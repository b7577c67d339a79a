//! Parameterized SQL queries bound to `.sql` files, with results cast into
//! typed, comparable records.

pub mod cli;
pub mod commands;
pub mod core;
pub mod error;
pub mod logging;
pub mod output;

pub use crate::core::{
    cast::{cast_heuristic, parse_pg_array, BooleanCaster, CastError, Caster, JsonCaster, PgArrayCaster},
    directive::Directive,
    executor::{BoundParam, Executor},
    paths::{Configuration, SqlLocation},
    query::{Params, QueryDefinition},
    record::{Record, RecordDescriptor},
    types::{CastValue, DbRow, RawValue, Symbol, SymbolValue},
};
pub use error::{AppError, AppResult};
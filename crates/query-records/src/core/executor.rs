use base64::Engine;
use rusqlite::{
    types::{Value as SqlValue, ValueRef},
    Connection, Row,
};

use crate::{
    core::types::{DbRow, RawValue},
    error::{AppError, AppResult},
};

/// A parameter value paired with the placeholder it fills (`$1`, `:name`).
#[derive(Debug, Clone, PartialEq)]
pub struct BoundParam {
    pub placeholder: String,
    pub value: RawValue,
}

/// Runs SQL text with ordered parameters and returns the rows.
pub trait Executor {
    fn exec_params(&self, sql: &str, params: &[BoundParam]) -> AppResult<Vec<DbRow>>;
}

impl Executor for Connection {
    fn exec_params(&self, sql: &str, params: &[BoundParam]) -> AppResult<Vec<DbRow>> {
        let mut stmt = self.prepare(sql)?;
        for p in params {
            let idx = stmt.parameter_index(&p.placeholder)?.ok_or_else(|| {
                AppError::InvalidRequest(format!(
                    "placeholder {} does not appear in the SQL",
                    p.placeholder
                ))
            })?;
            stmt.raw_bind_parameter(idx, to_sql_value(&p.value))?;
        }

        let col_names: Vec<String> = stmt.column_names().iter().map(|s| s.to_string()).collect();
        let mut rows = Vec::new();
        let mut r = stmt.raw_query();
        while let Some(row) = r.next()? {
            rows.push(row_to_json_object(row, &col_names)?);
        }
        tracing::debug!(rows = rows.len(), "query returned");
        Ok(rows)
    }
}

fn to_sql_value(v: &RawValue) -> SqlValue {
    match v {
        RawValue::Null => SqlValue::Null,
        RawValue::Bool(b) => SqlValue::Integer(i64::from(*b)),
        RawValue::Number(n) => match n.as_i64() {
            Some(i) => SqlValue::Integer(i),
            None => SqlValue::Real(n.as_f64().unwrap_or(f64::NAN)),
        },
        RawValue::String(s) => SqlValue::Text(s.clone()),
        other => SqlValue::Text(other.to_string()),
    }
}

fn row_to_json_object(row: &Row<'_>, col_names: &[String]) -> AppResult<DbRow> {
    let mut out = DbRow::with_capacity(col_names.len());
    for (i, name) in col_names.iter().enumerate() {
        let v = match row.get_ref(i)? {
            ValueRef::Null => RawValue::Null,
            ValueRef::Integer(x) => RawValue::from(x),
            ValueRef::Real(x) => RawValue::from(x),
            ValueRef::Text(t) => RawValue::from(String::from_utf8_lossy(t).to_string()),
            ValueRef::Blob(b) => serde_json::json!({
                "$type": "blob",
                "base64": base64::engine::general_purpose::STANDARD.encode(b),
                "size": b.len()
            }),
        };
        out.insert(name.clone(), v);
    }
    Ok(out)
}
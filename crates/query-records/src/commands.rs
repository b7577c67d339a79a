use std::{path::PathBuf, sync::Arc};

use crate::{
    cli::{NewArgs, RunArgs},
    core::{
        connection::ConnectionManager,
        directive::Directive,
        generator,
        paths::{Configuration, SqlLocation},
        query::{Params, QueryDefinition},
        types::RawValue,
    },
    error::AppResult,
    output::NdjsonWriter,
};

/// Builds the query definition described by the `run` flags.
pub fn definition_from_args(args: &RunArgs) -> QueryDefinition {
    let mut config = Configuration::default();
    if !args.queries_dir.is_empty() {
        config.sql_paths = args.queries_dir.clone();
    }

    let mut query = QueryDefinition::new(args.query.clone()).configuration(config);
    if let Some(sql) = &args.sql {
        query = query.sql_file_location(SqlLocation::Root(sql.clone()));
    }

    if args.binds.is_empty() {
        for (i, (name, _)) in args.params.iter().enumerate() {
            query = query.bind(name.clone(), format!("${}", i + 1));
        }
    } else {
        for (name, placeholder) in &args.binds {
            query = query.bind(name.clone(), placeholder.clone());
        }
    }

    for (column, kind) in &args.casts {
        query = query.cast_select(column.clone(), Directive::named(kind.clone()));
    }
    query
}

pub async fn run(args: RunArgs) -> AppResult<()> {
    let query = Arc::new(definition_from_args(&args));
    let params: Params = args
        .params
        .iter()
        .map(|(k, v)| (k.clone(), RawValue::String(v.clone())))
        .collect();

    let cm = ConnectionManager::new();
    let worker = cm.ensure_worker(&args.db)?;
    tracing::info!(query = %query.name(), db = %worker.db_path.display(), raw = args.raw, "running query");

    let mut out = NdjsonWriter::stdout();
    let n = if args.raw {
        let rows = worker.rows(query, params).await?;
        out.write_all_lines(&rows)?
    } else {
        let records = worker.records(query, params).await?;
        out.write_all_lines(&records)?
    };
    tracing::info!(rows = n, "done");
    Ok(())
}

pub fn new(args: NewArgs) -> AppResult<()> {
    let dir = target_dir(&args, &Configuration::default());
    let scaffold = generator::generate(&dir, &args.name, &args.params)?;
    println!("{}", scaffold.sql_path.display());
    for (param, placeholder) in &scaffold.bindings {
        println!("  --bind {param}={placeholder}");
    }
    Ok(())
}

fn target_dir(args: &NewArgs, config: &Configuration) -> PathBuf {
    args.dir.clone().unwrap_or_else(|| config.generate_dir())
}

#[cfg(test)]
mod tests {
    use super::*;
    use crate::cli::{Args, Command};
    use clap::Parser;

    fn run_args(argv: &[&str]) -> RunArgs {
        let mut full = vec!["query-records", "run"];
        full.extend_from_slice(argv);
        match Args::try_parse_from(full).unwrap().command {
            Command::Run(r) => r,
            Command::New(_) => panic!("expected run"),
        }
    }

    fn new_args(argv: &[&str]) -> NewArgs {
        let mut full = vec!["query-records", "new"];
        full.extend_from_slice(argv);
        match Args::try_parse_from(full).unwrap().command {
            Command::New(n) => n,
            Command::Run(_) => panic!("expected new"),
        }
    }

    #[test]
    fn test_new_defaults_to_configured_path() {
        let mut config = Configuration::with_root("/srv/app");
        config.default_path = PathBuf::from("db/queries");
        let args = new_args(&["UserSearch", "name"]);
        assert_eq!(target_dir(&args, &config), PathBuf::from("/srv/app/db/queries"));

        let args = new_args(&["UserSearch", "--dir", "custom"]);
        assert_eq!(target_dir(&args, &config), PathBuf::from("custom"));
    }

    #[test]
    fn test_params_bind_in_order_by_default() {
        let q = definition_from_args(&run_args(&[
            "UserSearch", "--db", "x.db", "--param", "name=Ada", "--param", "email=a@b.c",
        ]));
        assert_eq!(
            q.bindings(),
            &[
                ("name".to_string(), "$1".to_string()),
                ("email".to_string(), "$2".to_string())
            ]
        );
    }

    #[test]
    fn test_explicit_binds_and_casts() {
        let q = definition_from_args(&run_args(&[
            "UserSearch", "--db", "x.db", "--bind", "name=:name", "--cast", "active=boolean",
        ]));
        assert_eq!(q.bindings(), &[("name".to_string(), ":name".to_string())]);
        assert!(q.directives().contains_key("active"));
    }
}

★ ★ ★ ★ ★ ★ ★

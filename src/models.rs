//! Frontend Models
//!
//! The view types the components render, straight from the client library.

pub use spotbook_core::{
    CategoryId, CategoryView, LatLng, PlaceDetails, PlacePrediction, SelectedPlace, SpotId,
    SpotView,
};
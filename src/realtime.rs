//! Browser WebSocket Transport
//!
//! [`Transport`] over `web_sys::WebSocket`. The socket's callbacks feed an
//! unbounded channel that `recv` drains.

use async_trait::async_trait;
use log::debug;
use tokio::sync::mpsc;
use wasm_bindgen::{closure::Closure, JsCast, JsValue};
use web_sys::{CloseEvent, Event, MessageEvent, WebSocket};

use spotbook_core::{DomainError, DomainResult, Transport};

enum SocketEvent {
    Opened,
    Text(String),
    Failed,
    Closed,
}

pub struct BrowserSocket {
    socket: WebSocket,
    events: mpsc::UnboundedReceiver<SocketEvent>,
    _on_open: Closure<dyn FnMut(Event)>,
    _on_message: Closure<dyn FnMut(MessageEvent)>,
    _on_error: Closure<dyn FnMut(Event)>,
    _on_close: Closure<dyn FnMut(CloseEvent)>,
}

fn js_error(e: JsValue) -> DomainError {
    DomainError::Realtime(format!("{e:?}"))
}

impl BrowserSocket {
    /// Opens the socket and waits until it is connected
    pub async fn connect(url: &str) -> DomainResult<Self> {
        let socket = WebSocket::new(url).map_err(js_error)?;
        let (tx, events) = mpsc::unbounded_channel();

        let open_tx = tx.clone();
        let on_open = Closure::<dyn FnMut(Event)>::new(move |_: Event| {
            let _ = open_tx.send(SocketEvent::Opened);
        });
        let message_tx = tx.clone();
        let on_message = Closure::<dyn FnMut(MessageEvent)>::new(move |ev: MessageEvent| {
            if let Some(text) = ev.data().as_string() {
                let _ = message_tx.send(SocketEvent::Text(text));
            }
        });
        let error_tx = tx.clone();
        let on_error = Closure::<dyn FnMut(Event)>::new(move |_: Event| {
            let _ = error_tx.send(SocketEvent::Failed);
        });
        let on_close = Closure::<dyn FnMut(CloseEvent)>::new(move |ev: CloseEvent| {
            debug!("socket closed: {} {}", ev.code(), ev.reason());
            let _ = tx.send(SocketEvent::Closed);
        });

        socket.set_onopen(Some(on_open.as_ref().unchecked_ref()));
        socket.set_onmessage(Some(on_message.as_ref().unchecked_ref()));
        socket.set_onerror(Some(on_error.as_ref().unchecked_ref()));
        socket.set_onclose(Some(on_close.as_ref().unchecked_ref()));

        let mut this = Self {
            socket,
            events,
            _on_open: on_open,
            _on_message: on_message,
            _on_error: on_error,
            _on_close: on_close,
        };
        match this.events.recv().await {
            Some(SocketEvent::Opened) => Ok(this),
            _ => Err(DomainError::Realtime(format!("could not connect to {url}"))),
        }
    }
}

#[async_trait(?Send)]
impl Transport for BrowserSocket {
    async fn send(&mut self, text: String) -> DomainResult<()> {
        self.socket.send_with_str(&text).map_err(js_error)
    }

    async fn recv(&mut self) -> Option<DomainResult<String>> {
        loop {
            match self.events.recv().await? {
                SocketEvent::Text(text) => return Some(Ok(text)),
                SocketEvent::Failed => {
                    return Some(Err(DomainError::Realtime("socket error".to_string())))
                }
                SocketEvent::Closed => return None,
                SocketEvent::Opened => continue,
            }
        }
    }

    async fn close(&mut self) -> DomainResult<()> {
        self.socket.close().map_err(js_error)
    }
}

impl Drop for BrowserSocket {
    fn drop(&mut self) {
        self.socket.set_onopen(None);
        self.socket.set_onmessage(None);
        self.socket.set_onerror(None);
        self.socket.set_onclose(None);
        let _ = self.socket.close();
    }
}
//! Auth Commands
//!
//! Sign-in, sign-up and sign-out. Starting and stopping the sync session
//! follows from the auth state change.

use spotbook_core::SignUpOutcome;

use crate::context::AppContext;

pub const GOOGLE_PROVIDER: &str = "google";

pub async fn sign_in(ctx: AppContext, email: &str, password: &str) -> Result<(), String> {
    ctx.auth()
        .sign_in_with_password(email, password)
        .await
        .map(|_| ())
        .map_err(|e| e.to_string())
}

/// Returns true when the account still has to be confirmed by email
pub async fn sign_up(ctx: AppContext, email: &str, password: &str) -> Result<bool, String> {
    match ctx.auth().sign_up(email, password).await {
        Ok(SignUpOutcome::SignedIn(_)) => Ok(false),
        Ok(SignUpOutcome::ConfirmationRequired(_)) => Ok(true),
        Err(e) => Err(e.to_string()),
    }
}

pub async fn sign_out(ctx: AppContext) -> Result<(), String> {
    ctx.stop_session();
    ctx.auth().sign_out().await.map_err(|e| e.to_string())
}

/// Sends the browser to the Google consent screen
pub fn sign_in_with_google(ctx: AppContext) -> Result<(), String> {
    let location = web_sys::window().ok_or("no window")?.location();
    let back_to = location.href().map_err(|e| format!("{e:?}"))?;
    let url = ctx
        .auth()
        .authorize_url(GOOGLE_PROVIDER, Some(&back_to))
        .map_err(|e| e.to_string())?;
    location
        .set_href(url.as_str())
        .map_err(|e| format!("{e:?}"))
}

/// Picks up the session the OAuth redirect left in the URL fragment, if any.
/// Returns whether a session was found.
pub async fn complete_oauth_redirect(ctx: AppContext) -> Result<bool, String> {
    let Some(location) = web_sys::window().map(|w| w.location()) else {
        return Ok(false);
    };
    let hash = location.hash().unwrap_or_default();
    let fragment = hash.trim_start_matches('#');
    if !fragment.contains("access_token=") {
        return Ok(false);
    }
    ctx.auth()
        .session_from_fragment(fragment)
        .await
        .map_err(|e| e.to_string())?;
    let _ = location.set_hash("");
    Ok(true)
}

★ ★ ★ ★ ★ ★ ★

**WHAT NEEDS TO BE DONE**
Please provide the number of lines in the listing above that contain the word "DomainResult", and nothing further.

**SOLUTION BELOW**
5